Br J Nutr. 1979 Jul;42(1):57-61.
Site differences in the fatty acid composition of subcutaneous adipose tissue of obese women.
Pittet PG, Halliday D, Bateman PE.
1. Adipose tissue samples were obtained by needle biopsy from three subcutaneous sites (thigh, abdomen and upper arm) in twenty-two obese women. The fatty acid composition was determined using gas-liquid chromatography and the results presented relate to eleven component fatty acids. 2. The fatty acid composition of adipose tissue obtained from the arm and abdomen was remarkably similar, with the exception of the levels of lauric acid. 3. The analyses showed that the majority of the saturated fatty acids were present in smaller proportions whilst the majority of unsaturated fatty acids were present in larger proportions in the thigh than in the two other sites. Highly significant inter-site differences were demonstrated for six of the major fatty acids and also for both the total amounts of saturated and unsaturated fatty acids and their ratios. 4. No marked differences in the fatty acid composition of adipose tissue from obese subjects were revealed during this study when compared with previously reported results obtained from ‘normal-weight’ subjects.
Am J Clin Nutr. 1994 Nov;60(5):725-9.
Human subcutaneous adipose tissue shows site-specific differences in fatty acid composition.
Phinney SD, Stern JS, Burke KE, Tang AB, Miller G, Holman RT.
Adipose tissue was obtained from six women undergoing liposuction twice at 6-mo intervals.

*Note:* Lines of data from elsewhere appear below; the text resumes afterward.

//! # parlor
//!
//! A peer-replicated store for chat channels and direct-message threads.
//!
//! ## Overview
//!
//! Every channel and every conversation is an append-only log replicated
//! between peers. Three registries track what exists:
//!
//! - `public-channels`: channel address to [`ChannelRecord`]
//! - `direct-messages-users`: user address to [`UserRecord`]
//! - `message-threads`: conversation address to [`ConversationRecord`]
//!
//! The store opens each log at most once per process, attaches one router
//! per log, and turns local writes and remote replication into
//! [`DeliveryEvent`]s pushed to a [`DeliverySink`].
//!
//! ## Usage
//!
//! ```rust,no_run
//! use std::sync::Arc;
//! use parlor::{ChatStore, ChannelSink, ParlorConfig};
//! use parlor::core::Identity;
//! use parlor::replica::Offline;
//!
//! async fn example() -> parlor::Result<()> {
//!     let (sink, mut events) = ChannelSink::unbounded();
//!     let chat = ChatStore::open(
//!         ParlorConfig::new("parlor-data"),
//!         Identity::generate(),
//!         Arc::new(Offline),
//!         Arc::new(sink),
//!     )
//!     .await?;
//!
//!     chat.subscribe_for_channel("general", None).await?;
//!     let first = events.recv().await;
//!     println!("{:?}", first);
//!     Ok(())
//! }
//! ```
//!
//! ## Re-exports
//!
//! - `parlor::core` - entries, addresses, chat records
//! - `parlor::store` - persistence
//! - `parlor::replica` - replicated logs, registries, transports

pub mod channels;
pub mod chat;
pub mod config;
pub mod error;
pub mod handles;
mod router;
pub mod seed;
pub mod sink;
pub mod threads;

pub use parlor_core as core;
pub use parlor_replica as replica;
pub use parlor_store as store;

pub use channels::ChannelManager;
pub use chat::{ChatStore, CHANNELS_REGISTRY, CONVERSATIONS_REGISTRY, USERS_REGISTRY};
pub use config::ParlorConfig;
pub use error::{ParlorError, Result};
pub use handles::{ChannelHandle, Handle, HandleTable, ThreadHandle};
pub use seed::SeedManifest;
pub use sink::{
    ChannelSink, DeliveryEvent, DeliverySink, EventKind, NullSink, RecordingSink, SinkError,
};
pub use threads::ThreadManager;

pub use parlor_core::{
    ChannelInfo, ChannelKeys, ChannelRecord, ConversationRecord, EntryId, MessageEntry, UserRecord,
};
pub use parlor_replica::Limit;
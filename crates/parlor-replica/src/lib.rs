//! # parlor-replica
//!
//! Replicated logs and registries for parlor.
//!
//! ## Overview
//!
//! Every channel and conversation is an [`EntryLog`]: an append-only,
//! content-addressed set of signed entries, each linked to the log's heads
//! at append time. Registries are logs of [`parlor_core::RegistryOp`]s
//! resolved by replay. Replicas converge by exchanging entries; merge is a
//! set union, so the order of exchanges never matters.
//!
//! ## Events
//!
//! Each log publishes [`LogEvent`]s on a `tokio::sync::broadcast` channel:
//! `Write` for local appends, `Replicated` when a merge added entries, and
//! `Ready` once the first load finished.
//!
//! ## Backends
//!
//! Lifecycle code is written against [`Backend`], [`ConvergentLog`] and
//! [`ConvergentRegistry`]. [`Replica`] is the implementation shipped here.

pub mod config;
pub mod convergence;
pub mod error;
pub mod event;
pub mod log;
pub mod registry;
pub mod replica;
pub mod traits;
pub mod transport;

pub use config::ReplicaConfig;
pub use convergence::{exchange, verify_convergence, ConvergenceResult};
pub use error::{ReplicaError, Result};
pub use event::{LogEvent, RegistryEvent};
pub use log::{EntryLog, LogContext};
pub use registry::Registry;
pub use replica::Replica;
pub use traits::{
    Backend, ConvergentLog, ConvergentRegistry, Limit, Mergeable, MergeReport, Payload,
};
pub use transport::memory::{HubTransport, MemoryHub};
pub use transport::{Offline, ReplicationTransport};
//! The replicated entry log.
//!
//! An [`EntryLog`] holds the full entry set of one log in memory, writes
//! every accepted entry through to the peer's [`EntryStore`], and keeps the
//! deterministic total order up to date after each change.

use std::collections::{BTreeSet, HashMap, HashSet};
use std::sync::atomic::{AtomicBool, Ordering};
use std::sync::Arc;

use async_trait::async_trait;
use tokio::sync::{broadcast, Mutex};
use tracing::{debug, warn};

use parlor_core::{
    canonical_bytes, decode_payload, encode_payload, linearize, validate_entry,
    validate_entry_structure, Blake3Hash, Entry, EntryBuilder, EntryId, Identity, LogAddress,
    LogKind, ValidationError, MAX_HEADS,
};
use parlor_store::{EntryStore, StoreError};

use crate::config::ReplicaConfig;
use crate::error::{ReplicaError, Result};
use crate::event::LogEvent;
use crate::transport::ReplicationTransport;
use crate::traits::{ConvergentLog, Limit, Mergeable, MergeReport, Payload};

/// What every log opened by one peer shares.
#[derive(Clone)]
pub struct LogContext {
    pub identity: Arc<Identity>,
    pub store: Arc<dyn EntryStore>,
    pub transport: Arc<dyn ReplicationTransport>,
    pub config: ReplicaConfig,
}

struct LogState<V> {
    entries: HashMap<EntryId, Entry>,
    values: HashMap<EntryId, V>,
    graph: HashMap<EntryId, Vec<EntryId>>,
    order: Vec<EntryId>,
    /// Entries no held entry references.
    heads: BTreeSet<EntryId>,
    /// Every id some held entry references, held or not.
    referenced: HashSet<EntryId>,
}

impl<V> LogState<V> {
    fn new() -> Self {
        Self {
            entries: HashMap::new(),
            values: HashMap::new(),
            graph: HashMap::new(),
            order: Vec::new(),
            heads: BTreeSet::new(),
            referenced: HashSet::new(),
        }
    }

    fn insert(&mut self, id: EntryId, entry: Entry, value: V) {
        for head in entry.heads() {
            self.referenced.insert(*head);
            self.heads.remove(head);
        }
        if !self.referenced.contains(&id) {
            self.heads.insert(id);
        }
        self.graph.insert(id, entry.heads().to_vec());
        self.entries.insert(id, entry);
        self.values.insert(id, value);
    }

    fn reorder(&mut self) {
        self.order = linearize(&self.graph);
    }
}

/// Outcome of ingesting remote entries, before any event is sent.
pub(crate) struct Ingested {
    pub report: MergeReport,
    pub failure: Option<StoreError>,
}

impl Ingested {
    pub fn into_result(self) -> Result<MergeReport> {
        match self.failure {
            Some(e) => Err(e.into()),
            None => Ok(self.report),
        }
    }
}

/// An append-only, hash-linked log of `V` values.
pub struct EntryLog<V> {
    address: LogAddress,
    kind: LogKind,
    name: String,
    ctx: LogContext,
    state: Mutex<LogState<V>>,
    events: broadcast::Sender<LogEvent<V>>,
    ready: AtomicBool,
}
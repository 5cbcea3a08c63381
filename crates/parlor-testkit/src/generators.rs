//! Proptest generators for property-based testing.

use proptest::prelude::*;

use parlor_core::{encode_payload, Entry, EntryBuilder, Identity, LogAddress, LogKind, MessageEntry};

/// Generate a channel or conversation address.
pub fn address() -> impl Strategy<Value = String> {
    "[a-z][a-z0-9-]{0,31}".prop_map(String::from)
}

/// Generate a reasonable timestamp.
pub fn timestamp() -> impl Strategy<Value = i64> {
    0i64..=1_900_000_000_000i64
}

/// Generate a chat message.
pub fn message_entry() -> impl Strategy<Value = MessageEntry> {
    (
        address(),
        "[a-f0-9]{16}",
        0i64..4,
        0i64..3,
        ".{0,200}",
        timestamp(),
        0i64..10_000,
    )
        .prop_map(
            |(channel, id, kind, type_indicator, text, created_at, counter)| MessageEntry {
                id,
                kind,
                type_indicator,
                message: text,
                created_at,
                counter,
                channel_id: channel,
                signature: String::new(),
            },
        )
}

/// Generate up to `max` messages.
pub fn messages(max: usize) -> impl Strategy<Value = Vec<MessageEntry>> {
    prop::collection::vec(message_entry(), 0..=max)
}

/// Sign `message` as a root entry of the channel log `channel`.
pub fn message_entry_signed(identity: &Identity, channel: &str, message: &MessageEntry) -> Entry {
    let payload = encode_payload(message).unwrap_or_default();
    EntryBuilder::new(LogAddress::derive(LogKind::Channel, channel))
        .timestamp(message.created_at)
        .payload(payload)
        .sign(identity)
}

#[cfg(test)]
mod tests {
    use super::*;
    use parlor_core::{decode_payload, validate_entry};

    proptest! {
        #[test]
        fn test_signed_message_entries_validate(
            seed in any::<[u8; 32]>(),
            channel in address(),
            msg in message_entry(),
        ) {
            let identity = Identity::from_seed(&seed);
            let entry = message_entry_signed(&identity, &channel, &msg);

            prop_assert!(validate_entry(&entry, &LogAddress::derive(LogKind::Channel, &channel)).is_ok());
            prop_assert_eq!(decode_payload::<MessageEntry>(&entry.payload).unwrap(), msg);
        }

        #[test]
        fn test_entry_id_unique_with_different_message(
            seed in any::<[u8; 32]>(),
            m1 in message_entry(),
            m2 in message_entry(),
        ) {
            prop_assume!(m1 != m2);
            let identity = Identity::from_seed(&seed);

            let e1 = message_entry_signed(&identity, "general", &m1);
            let e2 = message_entry_signed(&identity, "general", &m2);
            prop_assert_ne!(e1.compute_id(), e2.compute_id());
        }
    }
}
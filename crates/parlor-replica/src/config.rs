//! Replica configuration.

use std::time::Duration;

/// Tuning for logs and registries opened by a [`crate::Replica`].
#[derive(Debug, Clone)]
pub struct ReplicaConfig {
    /// Upper bound on a single `load()` fetch from the transport.
    pub fetch_timeout: Duration,

    /// Verify signatures of entries received from other peers.
    pub verify_remote_entries: bool,

    /// Capacity of each log's event channel. Slow subscribers that fall
    /// further behind observe a lag and skip ahead.
    pub event_capacity: usize,
}

impl Default for ReplicaConfig {
    fn default() -> Self {
        Self {
            fetch_timeout: Duration::from_millis(2000),
            verify_remote_entries: true,
            event_capacity: 256,
        }
    }
}
//! A peer's view of every log and registry it has opened.

use std::any::Any;
use std::collections::HashMap;
use std::sync::Arc;

use async_trait::async_trait;
use tokio::sync::Mutex;
use tracing::info;

use parlor_core::{Identity, LogAddress, LogKind, PeerId, RegistryOp};
use parlor_store::{EntryStore, LogRecord, MemoryStore};

use crate::config::ReplicaConfig;
use crate::error::{ReplicaError, Result};
use crate::log::{EntryLog, LogContext};
use crate::registry::Registry;
use crate::traits::{Backend, ConvergentLog, ConvergentRegistry, Payload};
use crate::transport::{Offline, ReplicationTransport};

type OpenLog = Arc<dyn Any + Send + Sync>;

/// The default [`Backend`]: logs persisted in an [`EntryStore`] and
/// replicated over a [`ReplicationTransport`].
///
/// Each address is opened at most once; later opens return the same
/// instance so every caller sees one entry set.
pub struct Replica {
    ctx: LogContext,
    open: Mutex<HashMap<LogAddress, OpenLog>>,
}

impl Replica {
    pub fn new(
        identity: Identity,
        store: Arc<dyn EntryStore>,
        transport: Arc<dyn ReplicationTransport>,
        config: ReplicaConfig,
    ) -> Self {
        info!(peer = %identity.peer_id(), "replica started");
        Self {
            ctx: LogContext {
                identity: Arc::new(identity),
                store,
                transport,
                config,
            },
            open: Mutex::new(HashMap::new()),
        }
    }

    /// An offline replica backed by memory. Useful for tests.
    pub fn in_memory(identity: Identity) -> Self {
        Self::new(
            identity,
            Arc::new(MemoryStore::new()),
            Arc::new(Offline),
            ReplicaConfig::default(),
        )
    }

    pub fn config(&self) -> &ReplicaConfig {
        &self.ctx.config
    }

    /// Open the log `(kind, name)` as a concrete [`EntryLog`].
    pub async fn entry_log<V: Payload>(&self, kind: LogKind, name: &str) -> Result<Arc<EntryLog<V>>> {
        let address = LogAddress::derive(kind, name);
        let mut open = self.open.lock().await;

        if let Some(existing) = open.get(&address) {
            return Arc::clone(existing)
                .downcast::<EntryLog<V>>()
                .map_err(|_| ReplicaError::TypeMismatch(address.to_hex()));
        }

        let log = Arc::new(EntryLog::<V>::open(kind, name, self.ctx.clone()).await?);
        open.insert(address, Arc::clone(&log) as OpenLog);
        Ok(log)
    }

    /// Open the registry called `name` as a concrete [`Registry`].
    pub async fn registry<V: Payload>(&self, name: &str) -> Result<Arc<Registry<V>>> {
        let log = self
            .entry_log::<RegistryOp<V>>(LogKind::Registry, name)
            .await?;
        Ok(Arc::new(Registry::new(log)))
    }

    /// Logs this peer has ever opened, including ones not open right now.
    pub async fn known_logs(&self, kind: Option<LogKind>) -> Result<Vec<LogRecord>> {
        Ok(self.ctx.store.list_logs(kind).await?)
    }

    /// Forget every open instance. Persisted entries are untouched and come
    /// back on the next open.
    pub async fn close(&self) {
        self.open.lock().await.clear();
    }
}

#[async_trait]
impl Backend for Replica {
    fn peer_id(&self) -> PeerId {
        self.ctx.identity.peer_id()
    }

    async fn open_log<V: Payload>(
        &self,
        kind: LogKind,
        name: &str,
    ) -> Result<Arc<dyn ConvergentLog<V>>> {
        let log: Arc<dyn ConvergentLog<V>> = self.entry_log::<V>(kind, name).await?;
        Ok(log)
    }

    async fn open_registry<V: Payload>(
        &self,
        name: &str,
    ) -> Result<Arc<dyn ConvergentRegistry<V>>> {
        let registry: Arc<dyn ConvergentRegistry<V>> = self.registry::<V>(name).await?;
        Ok(registry)
    }

    async fn close(&self) {
        Replica::close(self).await
    }
}
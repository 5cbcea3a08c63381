//! Error types for replicated logs and registries.

use thiserror::Error;

/// Errors that can occur in replica operations.
#[derive(Debug, Error)]
pub enum ReplicaError {
    /// Store operation failed.
    #[error("store error: {0}")]
    Store(#[from] parlor_store::StoreError),

    /// Entry validation failed.
    #[error("validation error: {0}")]
    Validation(#[from] parlor_core::ValidationError),

    /// Payload could not be encoded or decoded.
    #[error("payload error: {0}")]
    Payload(#[from] parlor_core::CoreError),

    /// Transport-level error.
    #[error("transport error: {0}")]
    Transport(String),

    /// Fetch from the transport did not finish in time.
    #[error("timeout: {0}")]
    Timeout(String),

    /// A log was reopened with a different payload type.
    #[error("log {0} is already open with another payload type")]
    TypeMismatch(String),
}

/// Result type for replica operations.
pub type Result<T> = std::result::Result<T, ReplicaError>;
//! Canonical CBOR encoding for entries.
//!
//! RFC 8949 core deterministic encoding:
//! - Map keys sorted by encoded byte comparison
//! - Integers use smallest valid encoding
//! - Definite lengths only
//! - No floats (timestamps are i64 milliseconds)
//!
//! Entry ids are hashes of these bytes, so two peers must produce identical
//! encodings for the same entry.

use ciborium::value::{Integer, Value};

use crate::crypto::{Blake3Hash, PeerId, Signature};
use crate::entry::{Entry, EntryHeader};
use crate::error::CoreError;
use crate::types::{EntryId, LogAddress};

/// Header field keys. Keys 0-23 encode as single bytes.
mod keys {
    pub const VERSION: u64 = 0;
    pub const LOG: u64 = 1;
    pub const AUTHOR: u64 = 2;
    pub const TIMESTAMP: u64 = 3;
    pub const HEADS: u64 = 4;
    pub const PAYLOAD_HASH: u64 = 5;
}

/// Length of the trailing signature in [`canonical_bytes`].
const SIGNATURE_LEN: usize = 64;

/// Encode an entry header to canonical CBOR bytes.
pub fn canonical_header_bytes(header: &EntryHeader) -> Vec<u8> {
    let mut buf = Vec::new();
    encode_value_to(&mut buf, &header_to_cbor_value(header));
    buf
}

/// Encode an entire entry.
///
/// Format: canonical_header || payload || signature
pub fn canonical_bytes(entry: &Entry) -> Vec<u8> {
    let mut buf = canonical_header_bytes(&entry.header);
    buf.extend_from_slice(&entry.payload);
    buf.extend_from_slice(&entry.signature.0);
    buf
}

/// The message an entry's signature covers (header || payload).
pub fn signed_message(entry: &Entry) -> Vec<u8> {
    let mut buf = canonical_header_bytes(&entry.header);
    buf.extend_from_slice(&entry.payload);
    buf
}

fn header_to_cbor_value(header: &EntryHeader) -> Value {
    let heads = header
        .heads
        .iter()
        .map(|h| Value::Bytes(h.0.to_vec()))
        .collect();

    Value::Map(vec![
        (int(keys::VERSION), Value::Integer(header.version.into())),
        (int(keys::LOG), Value::Bytes(header.log.0.to_vec())),
        (int(keys::AUTHOR), Value::Bytes(header.author.0.to_vec())),
        (int(keys::TIMESTAMP), Value::Integer(header.timestamp.into())),
        (int(keys::HEADS), Value::Array(heads)),
        (
            int(keys::PAYLOAD_HASH),
            Value::Bytes(header.payload_hash.0.to_vec()),
        ),
    ])
}

fn int(key: u64) -> Value {
    Value::Integer(key.into())
}

fn encode_value_to(buf: &mut Vec<u8>, value: &Value) {
    match value {
        Value::Integer(i) => encode_integer(buf, *i),
        Value::Bytes(b) => {
            encode_uint(buf, 2, b.len() as u64);
            buf.extend_from_slice(b);
        }
        Value::Text(s) => {
            encode_uint(buf, 3, s.len() as u64);
            buf.extend_from_slice(s.as_bytes());
        }
        Value::Array(arr) => {
            encode_uint(buf, 4, arr.len() as u64);
            for item in arr {
                encode_value_to(buf, item);
            }
        }
        Value::Map(entries) => encode_map_canonical(buf, entries),
        Value::Bool(b) => buf.push(if *b { 0xf5 } else { 0xf4 }),
        Value::Null => buf.push(0xf6),
        // Headers are built above from integers, bytes and arrays only.
        _ => unreachable!("unsupported CBOR value in entry header"),
    }
}

/// Encode a CBOR integer (major types 0 and 1).
fn encode_integer(buf: &mut Vec<u8>, i: Integer) {
    let n: i128 = i.into();
    if n >= 0 {
        encode_uint(buf, 0, n as u64);
    } else {
        // CBOR encodes -1 as 0, -2 as 1, etc.
        encode_uint(buf, 1, (-1 - n) as u64);
    }
}

/// Encode an unsigned argument with the given major type.
fn encode_uint(buf: &mut Vec<u8>, major: u8, n: u64) {
    let mt = major << 5;
    if n < 24 {
        buf.push(mt | (n as u8));
    } else if n <= 0xff {
        buf.push(mt | 24);
        buf.push(n as u8);
    } else if n <= 0xffff {
        buf.push(mt | 25);
        buf.extend_from_slice(&(n as u16).to_be_bytes());
    } else if n <= 0xffff_ffff {
        buf.push(mt | 26);
        buf.extend_from_slice(&(n as u32).to_be_bytes());
    } else {
        buf.push(mt | 27);
        buf.extend_from_slice(&n.to_be_bytes());
    }
}

/// Encode a map with keys sorted by their encoded bytes.
fn encode_map_canonical(buf: &mut Vec<u8>, entries: &[(Value, Value)]) {
    let mut pairs: Vec<(Vec<u8>, &Value)> = entries
        .iter()
        .map(|(k, v)| {
            let mut key_buf = Vec::new();
            encode_value_to(&mut key_buf, k);
            (key_buf, v)
        })
        .collect();
    pairs.sort_by(|a, b| a.0.cmp(&b.0));

    encode_uint(buf, 5, pairs.len() as u64);
    for (key_bytes, value) in pairs {
        buf.extend_from_slice(&key_bytes);
        encode_value_to(buf, value);
    }
}

/// Decode an entry from its canonical bytes.
pub fn decode_entry(bytes: &[u8]) -> Result<Entry, CoreError> {
    let mut cursor = std::io::Cursor::new(bytes);
    let value: Value =
        ciborium::from_reader(&mut cursor).map_err(|e| CoreError::DecodingError(e.to_string()))?;
    let header = cbor_value_to_header(&value)?;

    let header_len = cursor.position() as usize;
    if canonical_header_bytes(&header).len() != header_len {
        return Err(CoreError::MalformedEntry("header is not canonical".into()));
    }

    let remaining = &bytes[header_len..];
    if remaining.len() < SIGNATURE_LEN {
        return Err(CoreError::MalformedEntry(
            "insufficient bytes for signature".into(),
        ));
    }

    let payload_len = remaining.len() - SIGNATURE_LEN;
    let sig_bytes: [u8; 64] = remaining[payload_len..]
        .try_into()
        .map_err(|_| CoreError::MalformedEntry("invalid signature length".into()))?;

    Ok(Entry {
        header,
        payload: remaining[..payload_len].to_vec().into(),
        signature: Signature(sig_bytes),
    })
}

fn cbor_value_to_header(value: &Value) -> Result<EntryHeader, CoreError> {
    let map = match value {
        Value::Map(m) => m,
        _ => return Err(CoreError::MalformedEntry("expected map".into())),
    };

    let get = |key: u64| -> Option<&Value> {
        map.iter()
            .find(|(k, _)| match k {
                Value::Integer(i) => i128::from(*i) == key as i128,
                _ => false,
            })
            .map(|(_, v)| v)
    };

    let version = match get(keys::VERSION) {
        Some(Value::Integer(i)) => u8::try_from(*i)
            .map_err(|_| CoreError::MalformedEntry("invalid version".into()))?,
        _ => return Err(CoreError::MalformedEntry("missing version".into())),
    };

    let log = LogAddress(bytes32(get(keys::LOG), "log")?);
    let author = PeerId(bytes32(get(keys::AUTHOR), "author")?);

    let timestamp = match get(keys::TIMESTAMP) {
        Some(Value::Integer(i)) => i64::try_from(*i)
            .map_err(|_| CoreError::MalformedEntry("invalid timestamp".into()))?,
        _ => return Err(CoreError::MalformedEntry("missing timestamp".into())),
    };

    let heads = match get(keys::HEADS) {
        Some(Value::Array(items)) => items
            .iter()
            .map(|item| bytes32(Some(item), "head").map(EntryId))
            .collect::<Result<Vec<_>, _>>()?,
        _ => return Err(CoreError::MalformedEntry("missing heads".into())),
    };

    let payload_hash = Blake3Hash(bytes32(get(keys::PAYLOAD_HASH), "payload_hash")?);

    Ok(EntryHeader {
        version,
        log,
        author,
        timestamp,
        heads,
        payload_hash,
    })
}

fn bytes32(value: Option<&Value>, field: &str) -> Result<[u8; 32], CoreError> {
    match value {
        Some(Value::Bytes(b)) if b.len() == 32 => {
            let mut arr = [0u8; 32];
            arr.copy_from_slice(b);
            Ok(arr)
        }
        _ => Err(CoreError::MalformedEntry(format!("invalid {}", field))),
    }
}

#[cfg(test)]
mod tests {
    use super::*;
    use crate::crypto::Identity;
    use crate::entry::EntryBuilder;
    use crate::types::LogKind;

    fn sample_entry(heads: Vec<EntryId>) -> Entry {
        let identity = Identity::from_seed(&[0x42; 32]);
        EntryBuilder::new(LogAddress::derive(LogKind::Channel, "general"))
            .timestamp(1_736_870_400_000)
            .heads(heads)
            .payload(b"hello world".to_vec())
            .sign(&identity)
    }

    #[test]
    fn test_canonical_encoding_deterministic() {
        let entry = sample_entry(vec![]);
        assert_eq!(canonical_bytes(&entry), canonical_bytes(&entry));
    }

    #[test]
    fn test_integer_encoding() {
        let mut buf = Vec::new();
        encode_uint(&mut buf, 0, 23);
        assert_eq!(buf, vec![0x17]);

        buf.clear();
        encode_uint(&mut buf, 0, 24);
        assert_eq!(buf, vec![0x18, 24]);

        buf.clear();
        encode_uint(&mut buf, 0, 256);
        assert_eq!(buf, vec![0x19, 0x01, 0x00]);
    }

    #[test]
    fn test_decode_with_heads() {
        let heads = vec![EntryId::from_bytes([1; 32]), EntryId::from_bytes([2; 32])];
        let entry = sample_entry(heads);
        let decoded = decode_entry(&canonical_bytes(&entry)).unwrap();

        assert_eq!(decoded, entry);
        assert_eq!(decoded.compute_id(), entry.compute_id());
    }

    #[test]
    fn test_decode_rejects_truncated() {
        let entry = sample_entry(vec![]);
        let bytes = canonical_bytes(&entry);
        let header_len = canonical_header_bytes(&entry.header).len();
        assert!(decode_entry(&bytes[..header_len + 10]).is_err());
    }

    #[test]
    fn test_map_key_ordering() {
        let mut buf = Vec::new();
        let entries = vec![
            (int(5), Value::Integer(50.into())),
            (int(0), Value::Integer(0.into())),
        ];
        encode_map_canonical(&mut buf, &entries);
        assert_eq!(buf, vec![0xa2, 0x00, 0x00, 0x05, 0x18, 50]);
    }
}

Samples obtained bilaterally from abdomen, inner thigh, and outer thigh had fatty acids quantified by gas chromatography. There were no important differences between sides or over time. The saturates 14:0, 16:0, 18:0, and 20:0 were higher in abdominal adipose than in outer thigh (P < 0.002 for all); 16:1 and 18:1 omega 9 were lower in abdomen vs outer thigh (P < 0.01), whereas 18:1 omega 7 and 20:1 omega 9 were unchanged. Polyunsaturates 18:2 omega 6, 20:3 omega 6, and 20:4 omega 6 were higher in outer thigh than in abdomen (P < 0.06), and inner thigh values were intermediate. These changes in fatty acid composition resulted in lower mean triglyceride melting points from abdomen to inner thigh to outer thigh, and suggest that temperature may influence the selection process determining the variation in adipose fatty acid composition with anatomical location. Because the site-specific differences included essential fatty acids, selective uptake as well as potential differences in in situ fatty acid modification are indicated.